Among the records below, find each line bearing the word "endpoint" and copy it.

***** Records for this exercise

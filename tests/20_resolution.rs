mod common;

use axum::http::{Method, StatusCode};
use common::{get, send, test_app};

#[tokio::test]
async fn bare_base_domain_is_system() {
    let app = test_app();
    let res = get(&app.router, "localhost:3000", "/api/tenant", None).await;

    assert_eq!(res.status, StatusCode::OK);
    assert_eq!(res.body["success"], true);
    assert_eq!(res.body["data"]["scope"], "system");
}

#[tokio::test]
async fn reserved_subdomain_and_ip_are_system() {
    let app = test_app();

    let www = get(&app.router, "www.localhost", "/api/tenant", None).await;
    assert_eq!(www.body["data"]["scope"], "system");

    let ip = get(&app.router, "127.0.0.1:3000", "/api/tenant", None).await;
    assert_eq!(ip.status, StatusCode::OK);
    assert_eq!(ip.body["data"]["scope"], "system");
}

#[tokio::test]
async fn trust_subdomain_resolves_to_trust() {
    let app = test_app();
    let res = get(&app.router, "Demo.LocalHost:3000", "/api/tenant", None).await;

    assert_eq!(res.status, StatusCode::OK);
    assert_eq!(res.body["data"]["scope"], "trust");
    assert_eq!(res.body["data"]["trust_code"], "demo");
    assert_eq!(res.body["data"]["subdomain"], "demo");
}

#[tokio::test]
async fn unknown_subdomain_is_not_found() {
    let app = test_app();
    let res = get(&app.router, "nosuch.localhost", "/api/tenant", None).await;

    assert_eq!(res.status, StatusCode::NOT_FOUND);
    assert_eq!(res.body["success"], false);
    assert_eq!(res.body["code"], "NOT_FOUND");
}

#[tokio::test]
async fn suspended_trust_is_forbidden() {
    let app = test_app();
    let res = get(&app.router, "maroon.localhost", "/api/tenant", None).await;

    assert_eq!(res.status, StatusCode::FORBIDDEN);
    assert_eq!(res.body["success"], false);
}

#[tokio::test]
async fn nested_subdomain_is_rejected() {
    let app = test_app();
    let res = get(&app.router, "a.demo.localhost", "/api/tenant", None).await;

    assert_eq!(res.status, StatusCode::BAD_REQUEST);
}

#[tokio::test]
async fn foreign_domain_is_not_found() {
    let app = test_app();
    let res = get(&app.router, "demo.example.org", "/api/tenant", None).await;

    assert_eq!(res.status, StatusCode::NOT_FOUND);
}

#[tokio::test]
async fn missing_host_is_bad_request() {
    let app = test_app();
    let res = send(&app.router, Method::GET, None, "/api/tenant", None, None).await;

    assert_eq!(res.status, StatusCode::BAD_REQUEST);
    assert_eq!(res.body["success"], false);
}

#[tokio::test]
async fn repeated_lookups_hit_the_cache() {
    let app = test_app();

    for _ in 0..3 {
        let res = get(&app.router, "oakridge.localhost", "/api/tenant", None).await;
        assert_eq!(res.status, StatusCode::OK);
    }

    assert_eq!(app.store.lookups(), 1);
}

#[tokio::test]
async fn public_routes_skip_resolution() {
    let app = test_app();
    let res = get(&app.router, "nosuch.localhost", "/", None).await;

    assert_eq!(res.status, StatusCode::OK);
    assert_eq!(res.body["data"]["name"], "School ERP");
}
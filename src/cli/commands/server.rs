use std::time::Duration;

use anyhow::Context;
use clap::Subcommand;
use serde_json::Value;

use crate::cli::utils::*;
use crate::cli::OutputFormat;
use crate::config::config;

#[derive(Subcommand)]
pub enum ServerCommands {
    #[command(about = "Check server health status from the /health endpoint")]
    Health {
        #[arg(long, help = "Server base URL (defaults to the configured host and port)")]
        url: Option<String>,
    },
}

pub async fn handle(cmd: ServerCommands, output_format: OutputFormat) -> anyhow::Result<()> {
    match cmd {
        ServerCommands::Health { url } => {
            let base = url.unwrap_or_else(|| {
                let server = &config().server;
                format!("http://{}:{}", server.host, server.port)
            });
            let endpoint = format!("{}/health", base.trim_end_matches('/'));

            let client = reqwest::Client::builder()
                .timeout(Duration::from_secs(10))
                .build()?;
            let response = client
                .get(&endpoint)
                .send()
                .await
                .with_context(|| format!("failed to reach {}", endpoint))?;
            let status = response.status();
            let body: Value = response
                .json()
                .await
                .with_context(|| format!("{} did not return JSON", endpoint))?;

            match output_format {
                OutputFormat::Json => output_json(&body)?,
                OutputFormat::Text => {
                    let state = body["data"]["status"].as_str().unwrap_or("unknown");
                    println!("{} -> {} ({})", endpoint, state, status);
                    if let Some(err) = body["data"]["database_error"].as_str() {
                        println!("Database: {}", err);
                    }
                }
            }

            if !status.is_success() {
                anyhow::bail!("server reported {}", status);
            }
            Ok(())
        }
    }
}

**********

> Answer to this problem:
    #[command(about = "Check server health status from the /health endpoint")]
            let endpoint = format!("{}/health", base.trim_end_matches('/'));
                .get(&endpoint)
                .with_context(|| format!("failed to reach {}", endpoint))?;
                .with_context(|| format!("{} did not return JSON", endpoint))?;
                    println!("{} -> {} ({})", endpoint, state, status);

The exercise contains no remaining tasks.